Vaccines, Immunization & B2B

Biography

Biography: Sudhir Paul

Abstract

Our studies suggest covalently reactive electrophilic immunogens (E-immunogens) as candidate vaccines for microbes that use superantigen epitopes to bind the immunoglobulin framework regions (FRs) expressed as B cell receptors (BCRs), thereby suppressing the adaptive antibody response needed for protection against infection. The superantigenic gp120 residues 421-433 (C^LIN) bind the CD4 receptor and are essential for establishment of HIV-1 infection. Consistent with C^LIN designation as a superantigen, non-infected humans innately produce IgM+ BCRs and secreted IgMs with FRs that recognized C^LIN and catalyzed the degradation of gp120 monomers.

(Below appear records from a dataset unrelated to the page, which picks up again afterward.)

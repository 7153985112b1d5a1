// src/config.rs

use std::env;
use std::str::FromStr;
use std::time::Duration;

use dotenvy::dotenv;

#[derive(Debug, Clone)]
pub struct Config {
    pub database_url: String,
    pub rust_log: String,
    pub log_dir: String,
    pub max_connections: u32,
    pub acquire_timeout: Duration,
    /// Upper bound for a single authoring or grading unit of work.
    pub transaction_timeout: Duration,
}

impl Config {
    pub fn from_env() -> Self {
        dotenv().ok();

        let database_url = env::var("DATABASE_URL")
            .expect("DATABASE_URL must be set");

        let rust_log = env::var("RUST_LOG")
            .unwrap_or_else(|_| "info".to_string());

        let log_dir = env::var("LOG_DIR")
            .unwrap_or_else(|_| "logs".to_string());

        Self {
            database_url,
            rust_log,
            log_dir,
            max_connections: parse_or("DB_MAX_CONNECTIONS", 5),
            acquire_timeout: Duration::from_secs(parse_or("DB_ACQUIRE_TIMEOUT_SECS", 3)),
            transaction_timeout: Duration::from_secs(parse_or("TRANSACTION_TIMEOUT_SECS", 10)),
        }
    }

    /// Configuration for an in-memory store. Used by tests and local tooling.
    pub fn in_memory() -> Self {
        Self {
            database_url: "sqlite::memory:".to_string(),
            rust_log: "error".to_string(),
            log_dir: "logs".to_string(),
            max_connections: 1,
            acquire_timeout: Duration::from_secs(3),
            transaction_timeout: Duration::from_secs(10),
        }
    }
}

fn parse_or<T: FromStr>(key: &str, default: T) -> T {
    match env::var(key) {
        Ok(raw) => raw.trim().parse().unwrap_or_else(|_| {
            tracing::warn!("Ignoring unparsable {}={:?}, using default", key, raw);
            default
        }),
        Err(_) => default,
    }
}

#[cfg(test)]
mod tests {
    use super::*;

    #[test]
    fn test_parse_or_falls_back_when_unset() {
        let value: u32 = parse_or("ELEARN_QUIZ_TEST_UNSET_VARIABLE", 7);
        assert_eq!(value, 7);
    }

    #[test]
    fn test_in_memory_uses_single_connection() {
        let config = Config::in_memory();
        assert_eq!(config.max_connections, 1);
        assert_eq!(config.database_url, "sqlite::memory:");
    }
}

However, only the C^LIN-directed variable (V)-domains of IgGs/IgAs, not IgMs, bound intact HIV and neutralized genetically diverse HIV strains, suggesting that IgM→IgG/IgA class-switching (CS) is a prerequisite for effective HIV vaccination. Study of infected humans and gp120 immunized mice indicated that noncovalent C^LIN-BCR binding selectively suppresses IgM→IgG CS of C^LIN-directed antibodies. The use of C^LIN-containing E-immunogens that bound nucleophilic BCRs covalently corrected the CS defect in animals. Upregulated IgG synthesis appears to result from high energy covalent FR binding to E-C^LIN, together with CDR binding to a neighboring epitope. The C^LIN-directed IgGs neutralized HIV subtype A/B/C/D/AE infection of cultured lymphocytes/macrophages and suppressed HIV infection in immunodeficient mice. A further advantage was improved IgG neutralization potency due to E-immunogen driven acquisition of catalytic and irreversible HIV binding activities. The foregoing E-vaccine principles to correct antibody specificity and improve effector function will likely be useful for other microbes that depend on superantigens to establish infection, e.g., Staphylococcus aureus.